Allow customization of authentication route verbs
It is currently possible to override the default authentication routes, but only the path can be set. It would be useful to be able to override the allowed verbs. I'd like to be able to prevent GET /auth/credentials, by limiting the endpoint to POSTs only.

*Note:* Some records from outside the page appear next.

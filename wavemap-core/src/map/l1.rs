//! L1 candidate discovery.
//!
//! For a sketched query segment, finds target windows that share enough
//! distinct minmers to pass the hypergeometric admissibility test, and
//! merges overlapping admissible windows into candidates.

use crate::index::MinmerIndex;
use crate::types::{L1Candidate, Minmer, Offset, SeqId, Strand};
use std::collections::HashMap;

/// One query-minmer hit on a target.
#[derive(Debug, Clone, Copy)]
struct Hit {
    target_id: SeqId,
    strand: Strand,
    target_pos: u32,
    query_hash: u64,
}

/// Jaccard expected between two sketches at a given identity, by inverting
/// the Mash distance estimator.
pub fn jaccard_at_identity(identity: f64, k: usize) -> f64 {
    let d = (1.0 - identity).max(0.0);
    1.0 / (2.0 * (k as f64 * d).exp() - 1.0)
}

/// Upper-tail probability `P(X >= m)` of a Binomial(n, p).
///
/// Computed by iterating the pmf in linear space; the regimes this is
/// called in (n a few hundred, p well away from the underflow range) keep
/// the recurrence stable.
fn binomial_sf(m: u32, n: u64, p: f64) -> f64 {
    if m == 0 {
        return 1.0;
    }
    if p <= 0.0 {
        return 0.0;
    }
    if p >= 1.0 {
        return 1.0;
    }
    let n_f = n as f64;
    let mut pmf = (1.0 - p).powf(n_f);
    let mut cdf_below = 0.0;
    for i in 0..(m as u64).min(n) {
        cdf_below += pmf;
        let i_f = i as f64;
        pmf *= (n_f - i_f) / (i_f + 1.0) * (p / (1.0 - p));
    }
    (1.0 - cdf_below).clamp(0.0, 1.0)
}

/// Smallest shared-minmer count whose upper-tail probability under the
/// i.i.d. null at the relaxed identity floor drops to `1 - confidence`.
pub fn minimum_hits(sketch_size: u64, k: usize, identity_floor: f64, confidence: f64) -> u32 {
    let p = jaccard_at_identity(identity_floor, k);
    let alpha = (1.0 - confidence).max(f64::EPSILON);
    for m in 1..=sketch_size as u32 {
        if binomial_sf(m, sketch_size, p) <= alpha {
            return m;
        }
    }
    sketch_size.max(1) as u32
}

/// Find candidate target windows for one sketched query segment.
///
/// `window_length` is the target window span (the segment length);
/// `eligible` filters targets by the configured name-space rules.
pub fn collect_candidates(
    query_minmers: &[Minmer],
    index: &MinmerIndex,
    window_length: Offset,
    min_hits: u32,
    eligible: impl Fn(SeqId) -> bool,
) -> Vec<L1Candidate> {
    let mut hits = Vec::new();
    for qm in query_minmers {
        if let Some(pos_list) = index.lookup(qm.hash) {
            for hit in pos_list {
                if !eligible(hit.seq_id) {
                    continue;
                }
                // Relative orientation of the mapping this hit supports.
                let strand = if qm.strand == hit.strand {
                    Strand::Forward
                } else {
                    Strand::Reverse
                };
                hits.push(Hit {
                    target_id: hit.seq_id,
                    strand,
                    target_pos: hit.pos,
                    query_hash: qm.hash,
                });
            }
        }
    }
    if hits.is_empty() {
        return Vec::new();
    }

    hits.sort_unstable_by_key(|h| (h.target_id, h.strand as u8, h.target_pos));

    let mut candidates = Vec::new();
    let mut group_start = 0;
    while group_start < hits.len() {
        let key = (hits[group_start].target_id, hits[group_start].strand);
        let mut group_end = group_start + 1;
        while group_end < hits.len()
            && (hits[group_end].target_id, hits[group_end].strand) == key
        {
            group_end += 1;
        }
        sweep_group(
            &hits[group_start..group_end],
            window_length,
            min_hits,
            &mut candidates,
        );
        group_start = group_end;
    }
    candidates
}

/// Slide a window of `window_length` over one (target, strand) hit stream,
/// counting distinct query minmers, and merge admissible windows.
fn sweep_group(
    hits: &[Hit],
    window_length: Offset,
    min_hits: u32,
    candidates: &mut Vec<L1Candidate>,
) {
    let target_id = hits[0].target_id;
    let strand = hits[0].strand;
    let mut distinct: HashMap<u64, u32> = HashMap::new();
    let mut head = 0;
    let mut open: Option<L1Candidate> = None;

    // One window per anchor hit: [pos(anchor), pos(anchor) + window_length).
    for anchor in 0..hits.len() {
        let window_start = hits[anchor].target_pos as Offset;
        let window_end = window_start + window_length;

        while head < hits.len() && (hits[head].target_pos as Offset) < window_end {
            *distinct.entry(hits[head].query_hash).or_insert(0) += 1;
            head += 1;
        }

        let count = distinct.len() as u32;
        if count >= min_hits {
            match open.as_mut() {
                Some(c) if window_start <= c.window_end => {
                    c.window_end = c.window_end.max(window_end);
                    c.shared_minmers = c.shared_minmers.max(count);
                }
                _ => {
                    if let Some(done) = open.take() {
                        candidates.push(done);
                    }
                    open = Some(L1Candidate {
                        target_id,
                        strand,
                        window_start,
                        window_end,
                        shared_minmers: count,
                    });
                }
            }
        }

        // The anchor leaves the window before the next, later-starting one.
        let entry = distinct
            .get_mut(&hits[anchor].query_hash)
            .expect("anchor hash is in the window");
        *entry -= 1;
        if *entry == 0 {
            distinct.remove(&hits[anchor].query_hash);
        }
    }
    if let Some(done) = open.take() {
        candidates.push(done);
    }
}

I've not been able to find any other ways of doing this.

Can use existing API’s.
-
George Hemmings commented
Thank you!
-
Apologies thought I left this as a public comment, but it looks like it was just saved as a private note, here's the existing code:
The AuthenticateService has a ValidateFn you can use to apply Custom Logic, e.g:
AuthenticateService.ValidateFn = (service, verb, requestDto) => {
if (verb != HttpMethods.Post)
throw HttpError.Forbidden("Only POST methods allowed");
};Otherwise you can just global request filter to short-circuit the response for `Authenticate` requests, e.g:
GlobalRequestFilters.Add((req, res, requestDto) => {
if (requestDto is Authenticate && req.Verb != HttpMethods.Post) {
res.StatusCode = (int)HttpStatusCode.Forbidden;
res.StatusDescription = ""Only POST methods allowed";
res.EndRequest();
}
}); -
George Hemmings commented
Are you able to point me in the right direction please? I've tried overriding GetRouteAttributes, but the route isn't configured at the point.